Indonesia banks see NPLs climb on mortgage and vehicle loan strain
CGSI said that banks should be more cautious of auto loans than mortgages.
Indonesian banks’ bad loans have been creeping up since May 2023 on the back of mortgages and vehicle loans, according to CGS International (CGSI).
In contrast, working capital and investment loan non-performing loans (NPLs) have continued to trend down over the past two years, the investment house said in a December 2025 report.
“Within the consumer segment, we think the banks should be more cautious on the auto loans rather than mortgages and payroll given the concerns over a bigger car price drop compared to prior FY25,” CGSI wrote.
Major banks have showcased cautious and selectiveness in growing their consumer loan segment, CGSI observed. However, managements of these banks did indicate expectations of a potential pick-up should retail purchasing power improve in 2026, it added.

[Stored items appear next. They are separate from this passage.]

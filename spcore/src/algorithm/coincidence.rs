use std::collections::BTreeMap;

use ordered_float::OrderedFloat;
use serde::{Deserialize, Serialize};

use crate::data::results::{MultiElementParticle, Particle, SampleDetection};

/// Time range of one element's particle, the unit the sweep works on.
#[derive(Clone, Debug, PartialEq)]
struct RangeRecord<'a> {
    start_time: f64,
    end_time: f64,
    label: &'a str,
    counts: f64,
}

/// fraction of the shorter-covered range shared by `a` and `b`
///
/// Returns `None` if the ranges do not overlap or one of them has no duration.
pub fn overlap_fraction(a: (f64, f64), b: (f64, f64)) -> Option<f64> {
    let overlap_start = a.0.max(b.0);
    let overlap_end = a.1.min(b.1);
    if overlap_start >= overlap_end {
        return None;
    }
    let overlap = overlap_end - overlap_start;
    let (d1, d2) = (a.1 - a.0, b.1 - b.0);
    if d1 <= 0.0 || d2 <= 0.0 {
        return None;
    }
    Some((overlap / d1).max(overlap / d2))
}

/// Merges per-element particles that overlap in time into multi-element particles.
#[derive(Clone, Copy, Debug, PartialEq, Serialize, Deserialize)]
pub struct CoincidenceClusterer {
    pub min_overlap_fraction: f64,
    /// skip particles below the validity SNR
    pub valid_only: bool,
}

impl Default for CoincidenceClusterer {
    fn default() -> Self {
        CoincidenceClusterer { min_overlap_fraction: 0.5, valid_only: true }
    }
}

impl CoincidenceClusterer {
    pub fn new(min_overlap_fraction: f64, valid_only: bool) -> Self {
        CoincidenceClusterer { min_overlap_fraction, valid_only }
    }

    fn is_overlapping(&self, record: &RangeRecord, open: &MultiElementParticle) -> bool {
        overlap_fraction((record.start_time, record.end_time), (open.start_time, open.end_time))
            .is_some_and(|f| f >= self.min_overlap_fraction)
    }

    /// clusters particles of several elements
    ///
    /// Arguments:
    ///
    /// * `per_element` - element label and its particles, in any order
    ///
    /// Returns:
    ///
    /// * `Vec<MultiElementParticle>` - coincidence records sorted by start time
    ///
    /// # Examples
    ///
    /// ```
    /// use spcore::algorithm::coincidence::CoincidenceClusterer;
    /// use spcore::algorithm::particle::{extract_particles, ExtractionParams};
    ///
    /// let time: Vec<f64> = (0..6).map(|i| i as f64).collect();
    /// let params = ExtractionParams::default();
    /// let ag = extract_particles(&time, &[0.0, 40.0, 40.0, 40.0, 0.0, 0.0], 1.0, 10.0, &params);
    /// let au = extract_particles(&time, &[0.0, 0.0, 35.0, 35.0, 0.0, 0.0], 1.0, 10.0, &params);
    ///
    /// let per_element = [("Ag107", ag.as_slice()), ("Au197", au.as_slice())];
    /// let records = CoincidenceClusterer::default().cluster(per_element);
    /// assert_eq!(records.len(), 1);
    /// assert!(records[0].is_multi_element());
    /// ```
    pub fn cluster<'a, I>(&self, per_element: I) -> Vec<MultiElementParticle>
    where
        I: IntoIterator<Item = (&'a str, &'a [Particle])>,
    {
        let mut records: Vec<RangeRecord<'a>> = per_element
            .into_iter()
            .flat_map(|(label, particles)| {
                particles
                    .iter()
                    .filter(move |p| !self.valid_only || p.is_valid)
                    .map(move |p| RangeRecord {
                        start_time: p.start_time,
                        end_time: p.end_time,
                        label,
                        counts: p.total_counts,
                    })
            })
            .collect();
        records.sort_by_key(|r| OrderedFloat(r.start_time));

        let mut clustered: Vec<MultiElementParticle> = Vec::new();
        for record in records {
            match clustered.last_mut() {
                Some(open) if self.is_overlapping(&record, open) => {
                    open.start_time = open.start_time.min(record.start_time);
                    open.end_time = open.end_time.max(record.end_time);
                    *open.elements.entry(record.label.to_string()).or_insert(0.0) += record.counts;
                }
                _ => {
                    let mut elements = BTreeMap::new();
                    elements.insert(record.label.to_string(), record.counts);
                    clustered.push(MultiElementParticle {
                        start_time: record.start_time,
                        end_time: record.end_time,
                        elements,
                    });
                }
            }
        }
        clustered
    }

    /// clusters the included elements of a sample's detection
    pub fn cluster_sample(&self, detection: &SampleDetection) -> Vec<MultiElementParticle> {
        self.cluster(
            detection
                .elements
                .iter()
                .filter(|e| !e.threshold.is_excluded())
                .map(|e| (e.label.as_str(), e.particles.as_slice())),
        )
    }
}

#[cfg(test)]
mod tests {
    use super::*;
    use crate::data::results::ElementDetection;
    use approx::assert_relative_eq;

    fn particle(start: f64, end: f64, counts: f64) -> Particle {
        Particle {
            peak_time: start,
            peak_index: 0,
            start_time: start,
            end_time: end,
            max_height: 30.0,
            total_counts: counts,
            snr: 3.0,
            left_index: 0,
            right_index: 0,
            is_valid: true,
        }
    }

    #[test]
    fn test_sixty_percent_overlap_merges() {
        let a = vec![particle(0.0, 10.0, 5.0)];
        let b = vec![particle(4.0, 14.0, 7.0)];
        let per_element = [("A", a.as_slice()), ("B", b.as_slice())];
        let out = CoincidenceClusterer::default().cluster(per_element);

        assert_eq!(out.len(), 1);
        assert_eq!((out[0].start_time, out[0].end_time), (0.0, 14.0));
        assert_eq!(out[0].counts("A"), Some(5.0));
        assert_eq!(out[0].counts("B"), Some(7.0));
        assert!(out[0].is_multi_element());
    }

    #[test]
    fn test_ten_percent_overlap_stays_separate() {
        let a = vec![particle(0.0, 10.0, 5.0)];
        let b = vec![particle(9.0, 20.0, 7.0)];
        let per_element = [("B", b.as_slice()), ("A", a.as_slice())];
        let out = CoincidenceClusterer::default().cluster(per_element);

        assert_eq!(out.len(), 2);
        assert_eq!(out[0].counts("A"), Some(5.0));
        assert_eq!(out[1].counts("B"), Some(7.0));
    }

    #[test]
    fn test_repeated_element_counts_are_summed() {
        let a = vec![particle(0.0, 10.0, 5.0), particle(2.0, 8.0, 3.0)];
        let out = CoincidenceClusterer::default().cluster(vec![("A", a.as_slice())]);
        assert_eq!(out.len(), 1);
        assert_eq!(out[0].element_count(), 1);
        assert_relative_eq!(out[0].total_counts(), 8.0);
    }

    #[test]
    fn test_zero_duration_is_its_own_record() {
        let a = vec![particle(0.0, 10.0, 5.0)];
        let b = vec![particle(5.0, 5.0, 1.0)];
        let per_element = [("A", a.as_slice()), ("B", b.as_slice())];
        let out = CoincidenceClusterer::default().cluster(per_element);
        assert_eq!(out.len(), 2);
        assert_eq!(out[1].counts("B"), Some(1.0));
        assert_eq!(overlap_fraction((5.0, 5.0), (0.0, 10.0)), None);
    }

    #[test]
    fn test_invalid_particles_filtered() {
        let mut weak = particle(4.0, 14.0, 2.0);
        weak.is_valid = false;
        weak.snr = 1.2;
        let a = vec![particle(0.0, 10.0, 5.0)];
        let b = vec![weak];

        let per_element = [("A", a.as_slice()), ("B", b.as_slice())];
        let strict = CoincidenceClusterer::default().cluster(per_element);
        assert_eq!(strict.len(), 1);
        assert!(!strict[0].is_multi_element());

        let all = CoincidenceClusterer::new(0.5, false).cluster(per_element);
        assert!(all[0].is_multi_element());
    }

    #[test]
    fn test_cluster_sample_skips_excluded() {
        let mut detection = SampleDetection::new("s1");
        let mut a = ElementDetection::excluded("A");
        a.threshold.convergence = crate::data::results::Convergence::SinglePass;
        a.particles = vec![particle(0.0, 10.0, 5.0)];
        let mut b = ElementDetection::excluded("B");
        b.particles = vec![particle(1.0, 9.0, 4.0)];
        detection.upsert(a);
        detection.upsert(b);

        let out = CoincidenceClusterer::default().cluster_sample(&detection);
        assert_eq!(out.len(), 1);
        assert_eq!(out[0].element_count(), 1);
        assert_eq!(out[0].counts("A"), Some(5.0));
    }
}
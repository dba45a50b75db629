use rustc_hash::{FxHashMap, FxHashSet};
use serde::{Deserialize, Serialize};

use crate::data::config::ParameterSet;

/// Why an element is scheduled for detection.
#[derive(Clone, Copy, Debug, PartialEq, Eq, Hash, Serialize, Deserialize)]
pub enum ChangeKind {
    /// the sample was loaded since the last run, every element is detected
    NewSample,
    /// settings hash differs from the stored one, or the caller flagged the element
    Changed,
}

/// Per (sample, element) bookkeeping for incremental detection.
///
/// Stores the settings hash each element was last detected with plus
/// explicit change flags set by the caller.
#[derive(Clone, Debug, Default, Serialize, Deserialize)]
pub struct DetectionState {
    hashes: FxHashMap<String, FxHashMap<String, u64>>,
    flagged: FxHashMap<String, FxHashSet<String>>,
    new_samples: FxHashSet<String>,
}

impl DetectionState {
    pub fn new() -> Self {
        Self::default()
    }

    /// every element of `sample` is detected on the next incremental run
    pub fn mark_new_sample(&mut self, sample: &str) {
        self.new_samples.insert(sample.to_string());
    }

    /// `label` of `sample` is detected on the next run even if its settings are unchanged
    pub fn mark_changed(&mut self, sample: &str, label: &str) {
        self.flagged
            .entry(sample.to_string())
            .or_default()
            .insert(label.to_string());
    }

    pub fn is_new_sample(&self, sample: &str) -> bool {
        self.new_samples.contains(sample)
    }

    pub fn is_flagged(&self, sample: &str, label: &str) -> bool {
        self.flagged.get(sample).is_some_and(|s| s.contains(label))
    }

    pub fn stored_hash(&self, sample: &str, label: &str) -> Option<u64> {
        self.hashes.get(sample).and_then(|m| m.get(label)).copied()
    }

    /// drops everything recorded for `sample`
    pub fn forget_sample(&mut self, sample: &str) {
        self.hashes.remove(sample);
        self.flagged.remove(sample);
        self.new_samples.remove(sample);
    }

    /// elements of `sample` that need detection, in the order of `labels`
    ///
    /// Consumes the new-sample mark and change flags of the returned elements and
    /// stores their current settings hash, so a second call with unchanged
    /// settings returns nothing.
    pub fn changed_elements<'a, I>(
        &mut self,
        sample: &str,
        labels: I,
        params: &ParameterSet,
    ) -> Vec<(String, ChangeKind)>
    where
        I: IntoIterator<Item = &'a str>,
    {
        let new_sample = self.new_samples.remove(sample);
        let mut changed = Vec::new();

        for label in labels {
            let current = params.config_for(sample, label).parameter_hash();
            let kind = if new_sample {
                Some(ChangeKind::NewSample)
            } else if self.stored_hash(sample, label) != Some(current)
                || self.is_flagged(sample, label)
            {
                Some(ChangeKind::Changed)
            } else {
                None
            };

            if let Some(kind) = kind {
                self.hashes
                    .entry(sample.to_string())
                    .or_default()
                    .insert(label.to_string(), current);
                if let Some(flags) = self.flagged.get_mut(sample) {
                    flags.remove(label);
                }
                changed.push((label.to_string(), kind));
            }
        }
        changed
    }
}
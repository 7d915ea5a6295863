//! Gemini Live session bridge WebSocket handlers
//!
//! This module bridges a browser WebSocket to Google's Gemini Live (Bidi
//! streaming) API, holding the API key server-side and translating between
//! the two protocols.
//!
//! # Protocol
//!
//! ## Client → Server (JSON text frames)
//!
//! - **gemini_config**: One-time session configuration; opens the upstream
//!   connection (model, systemPrompt, geminiVoice, temperature, debug,
//!   safetySettings)
//! - **user_text_input**: Complete user text turn
//! - **user_audio_input**: One base64 PCM mic chunk (16kHz mono)
//!
//! ## Server → Client
//!
//! - **gemini_audio_chunk**: Base64 PCM model speech
//! - **gemini_transcription**: Transcription of model speech
//! - **gemini_text_chunk**: Model text (debug modality)
//! - **gemini_interrupted** / **gemini_generation_complete** /
//!   **gemini_turn_complete**: Turn lifecycle signals
//! - **gemini_finish** / **gemini_safety** / **gemini_usage**: Diagnostics
//! - **gemini_uplink_dropped**: A mic chunk was discarded while the model
//!   was speaking
//! - **google_raw_message**: Unrecognized upstream frame, forwarded verbatim
//! - Untagged `{status, ...}` and `{error, ...}` lifecycle/error notices

mod handler;
pub mod messages;
pub mod session;

pub use handler::gemini_handler;
//! Configuration module for the VOX gateway.
//!
//! Configuration comes from environment variables, with a `.env` file loaded
//! at startup as a base layer (actual environment variables override `.env`
//! values, which override defaults).
//!
//! # Environment Variables
//! - `HOST` - bind address (default `0.0.0.0`)
//! - `PORT` - listen port (default `3000`)
//! - `GEMINI_API_KEY` - API key for the Gemini Live API (required for the bridge)
//! - `GEMINI_LIVE_URL` - override the Live API endpoint (tests only)
//! - `GEMINI_SETUP_TIMEOUT_SECS` - setup acknowledgement timeout (default `30`)
//! - `GEMINI_DEBUG` - set to `1` to also request TEXT modality from the model
//! - `CORS_ALLOWED_ORIGINS` - comma-separated list or `*` (default: same-origin only)

use thiserror::Error;
use zeroize::Zeroize;

/// Default setup acknowledgement timeout in seconds.
pub const DEFAULT_SETUP_TIMEOUT_SECS: u64 = 30;

/// Configuration loading errors.
#[derive(Debug, Error)]
pub enum ConfigError {
    /// An environment variable held a value that could not be parsed
    #[error("Invalid value for {name}: {value}")]
    InvalidValue { name: String, value: String },
}

/// Server configuration.
///
/// Contains everything needed to run the gateway: bind address, the Gemini
/// credential, and per-deployment bridge settings.
#[derive(Debug, Clone)]
pub struct ServerConfig {
    // Server settings
    pub host: String,
    pub port: u16,

    /// Gemini API key. The bridge refuses sessions when unset; the key never
    /// leaves the server.
    pub gemini_api_key: Option<String>,

    /// Live API endpoint override. Unset in production; integration tests
    /// point this at a local mock server.
    pub gemini_live_url: Option<String>,

    /// How long to wait for the setup acknowledgement before giving up on a
    /// freshly opened upstream connection.
    pub gemini_setup_timeout_secs: u64,

    /// Request TEXT modality alongside AUDIO for every session.
    pub gemini_debug: bool,

    // Security configuration
    /// CORS allowed origins (comma-separated list or "*" for all)
    /// Default: None (CORS disabled, same-origin only)
    pub cors_allowed_origins: Option<String>,
}

/// Zeroize the credential when the configuration is dropped.
impl Drop for ServerConfig {
    fn drop(&mut self) {
        if let Some(ref mut key) = self.gemini_api_key {
            key.zeroize();
        }
    }
}

impl Default for ServerConfig {
    fn default() -> Self {
        Self {
            host: "0.0.0.0".to_string(),
            port: 3000,
            gemini_api_key: None,
            gemini_live_url: None,
            gemini_setup_timeout_secs: DEFAULT_SETUP_TIMEOUT_SECS,
            gemini_debug: false,
            cors_allowed_origins: None,
        }
    }
}

impl ServerConfig {
    /// Load configuration from environment variables.
    ///
    /// The `.env` file is loaded in `main` before this runs, so its values
    /// appear here as ordinary environment variables.
    pub fn from_env() -> Result<Self, ConfigError> {
        let defaults = Self::default();

        let host = env_var("HOST").unwrap_or_else(|| defaults.host.clone());
        let port = match env_var("PORT") {
            Some(value) => value.parse().map_err(|_| ConfigError::InvalidValue {
                name: "PORT".to_string(),
                value,
            })?,
            None => defaults.port,
        };

        let gemini_setup_timeout_secs = match env_var("GEMINI_SETUP_TIMEOUT_SECS") {
            Some(value) => value.parse().map_err(|_| ConfigError::InvalidValue {
                name: "GEMINI_SETUP_TIMEOUT_SECS".to_string(),
                value,
            })?,
            None => defaults.gemini_setup_timeout_secs,
        };

        Ok(Self {
            host,
            port,
            gemini_api_key: env_var("GEMINI_API_KEY"),
            gemini_live_url: env_var("GEMINI_LIVE_URL"),
            gemini_setup_timeout_secs,
            gemini_debug: env_var("GEMINI_DEBUG")
                .map(|v| parse_bool(&v))
                .unwrap_or(false),
            cors_allowed_origins: env_var("CORS_ALLOWED_ORIGINS"),
        })
    }

    /// Get the server address as a string in "host:port" form.
    pub fn address(&self) -> String {
        format!("{}:{}", self.host, self.port)
    }

    /// Whether the Gemini bridge can serve sessions.
    pub fn has_gemini_credential(&self) -> bool {
        self.gemini_api_key
            .as_deref()
            .is_some_and(|key| !key.is_empty())
    }

    /// Redacted form of the API key for startup logging.
    ///
    /// Shows the first eight and last four characters; short keys are fully
    /// masked.
    pub fn redacted_gemini_key(&self) -> String {
        match self.gemini_api_key.as_deref() {
            // get() keeps this safe for keys with multi-byte characters at
            // the slice boundaries
            Some(key) if key.len() > 12 => {
                match (key.get(..8), key.get(key.len() - 4..)) {
                    (Some(head), Some(tail)) => format!("{head}...{tail}"),
                    _ => "****".to_string(),
                }
            }
            Some(_) => "****".to_string(),
            None => "(not set)".to_string(),
        }
    }
}

/// Read an environment variable, treating empty values as unset.
fn env_var(name: &str) -> Option<String> {
    std::env::var(name).ok().filter(|v| !v.is_empty())
}

/// Parse a boolean flag the way shell-style env vars spell them.
fn parse_bool(value: &str) -> bool {
    matches!(value.trim(), "1" | "true" | "TRUE" | "True" | "yes" | "YES")
}
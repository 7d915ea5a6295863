//! Health check endpoint.

use axum::{Json, extract::State};
use serde::Serialize;
use std::sync::Arc;

use crate::state::AppState;

/// Health check response body.
#[derive(Debug, Serialize)]
pub struct HealthResponse {
    pub status: &'static str,
    pub version: &'static str,
    /// Whether the Gemini credential is configured; sessions are refused
    /// without it.
    pub gemini_configured: bool,
}

/// Health check handler.
///
/// Reports liveness and whether the bridge is able to serve sessions. Does
/// not probe the upstream service.
pub async fn health_check(State(state): State<Arc<AppState>>) -> Json<HealthResponse> {
    Json(HealthResponse {
        status: "ok",
        version: env!("CARGO_PKG_VERSION"),
        gemini_configured: state.config.has_gemini_credential(),
    })
}
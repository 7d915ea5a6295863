use axum::{Router, routing::get};
use tower_http::trace::TraceLayer;

use crate::handlers::api;
use crate::state::AppState;
use std::sync::Arc;

/// Create the API router with the health check endpoint
pub fn create_api_router() -> Router<Arc<AppState>> {
    Router::new()
        .route("/", get(api::health_check))
        .route("/health", get(api::health_check))
        .layer(TraceLayer::new_for_http())
}
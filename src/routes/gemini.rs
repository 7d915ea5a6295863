//! Gemini bridge WebSocket route configuration
//!
//! This module configures the WebSocket endpoint for the Gemini Live session
//! bridge.

use axum::{Router, routing::get};
use tower_http::trace::TraceLayer;

use crate::handlers::gemini::gemini_handler;
use crate::state::AppState;
use std::sync::Arc;

/// Create the Gemini bridge WebSocket router
///
/// # Endpoint
///
/// `GET /ws/gemini` - WebSocket upgrade for the Gemini Live session bridge
///
/// # Protocol
///
/// After the WebSocket upgrade, clients send:
/// 1. A `gemini_config` message (model, system prompt, voice, temperature)
/// 2. `user_text_input` / `user_audio_input` messages once the session is
///    initialized
///
/// The server responds with:
/// - `{status: ...}` once the upstream session is initialized
/// - `gemini_audio_chunk` / `gemini_transcription` for model output
/// - `{error: ...}` on failures
///
/// # Example
///
/// ```json
/// // Client sends config
/// {"type": "gemini_config", "model": "models/gemini-2.5-flash-native-audio-preview-09-2025", "systemPrompt": "...", "geminiVoice": "Puck"}
///
/// // Server responds once Google acknowledges the setup
/// {"status": "Gemini session initialized (via direct WebSocket)"}
///
/// // Client streams mic chunks, server streams model speech back
/// {"type": "user_audio_input", "data": "<base64 pcm>"}
/// {"type": "gemini_audio_chunk", "data": "<base64 pcm>"}
/// ```
pub fn create_gemini_router() -> Router<Arc<AppState>> {
    Router::new()
        .route("/ws/gemini", get(gemini_handler))
        .layer(TraceLayer::new_for_http())
}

Credit risks for Indonesia’s big four banks have lessened, according to an earlier report by S&P Global Ratings.
“The banking sector's robust post-pandemic recovery and the country's sound growth prospects have reduced credit risks for banks, in our view,” S&P wrote in a press release published 9 December 2025.
However, even S&P noted pockets of stress in areas such as consumer loans and microfinance, which it said reflects a slower recovery in certain parts of Indonesia’s economy.